U.K. Government to Dissolve Stem Cell Research Regulators and Transfer Functions to New Agency

Author: Ubaka Ogbogu, 08/11/10

The U.K. Government has announced plans to dissolve the Human Fertilisation and Embryology Authority (HFEA) and the Human Tissue Authority (HTA) – two independent regulators primarily responsible for stem cell research oversight in the U.K. – and to transfer their functions to a new yet-to-be-named research regulator. The HFEA was created under the 1990 Human Fertilisation and Embryology Act to independently regulatte and monitor the use of gametes and embryos in fertility treatment and in research. Its role therefore includes oversight of stem cell research activities involving the use of gametes and embryos. The HTA provides guidance on the implementation of U.K. and European Union (EU) legislation designed to ensure the safe and ethical use of human tissues (other than gametes and embryos), and is primarily responsible for licensing and inspecting institutions that store and use human tissue for research, treatment, teaching and other purposes. The changes are expected to take effect on or before June 2015, and are part of an extensive review of “arm’s length bodies” (ALBs) – independent national organizations undertaking executive functions under the auspices of the Department of Health (DH) – that began in 2004. The HFEA and HTA are both ALBs. For details of the review of ALBs, see here and here.

According to the DH report announcing the changes, the rationales for the reforms are to establish a resilient and coherent regulatory system by “placing responsibility for…different aspects of medical research regulation within one arm’s-length body” and to “streamline the process of gaining permission to undertake medical research, making it more attractive to universities and health institutions.” Both rationales suggest that the era of heightened or special regulatory focus on gamete, embryo and tissue research may be coming to an end. However, it is important to note that the U.K. oversight system for stem cell research has been an exemplary model of science governance; one that has adapted well to the social and scientific twists and turns in the regulatory lifecycle of stem cell research. In 2008, the U.K. Parliament revised and updated the legislation governing the regulation and licensing of the use of embryos in research, thus bringing it into conformity with improved research knowledge. A variety of legislation, directives and codes of practice have been established for effective regulation of tissues, cells, gametes and embryos, and to ensure harmonization with EU-wide regulatory initiatives.

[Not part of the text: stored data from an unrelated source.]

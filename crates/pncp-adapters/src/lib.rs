//! Upstream source contract, the PNCP API client and the record formatter.

pub mod client;
pub mod format;

pub use client::{
    items_from_json, results_from_json, ContractPage, PncpClient, ProcurementSource,
    BASE_URL_CONSULTA, BASE_URL_INTEGRACAO, CONTRACT_PAGE_SIZE, ITEM_PAGE_SIZE,
};
pub use format::{contract_key_of, format_record, FormatError};

pub const CRATE_NAME: &str = "pncp-adapters";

The HFEA is by far the greatest success story of the U.K. regulatory system – the institution has been very responsive to regulatory tasks and demands, and has responsibly managed the various contesting interests jostling for recognition in the world of stem cell research regulation. By contrast, Canada’s gamete and embryo research legislation has not been updated since its enactment in 2004 (a stipulated Parliamentary review expired in 2009), there have been few significant updates to our stem cell research oversight policies, and the national agency charged with licensing and monitoring research has been largely stagnant and ineffective.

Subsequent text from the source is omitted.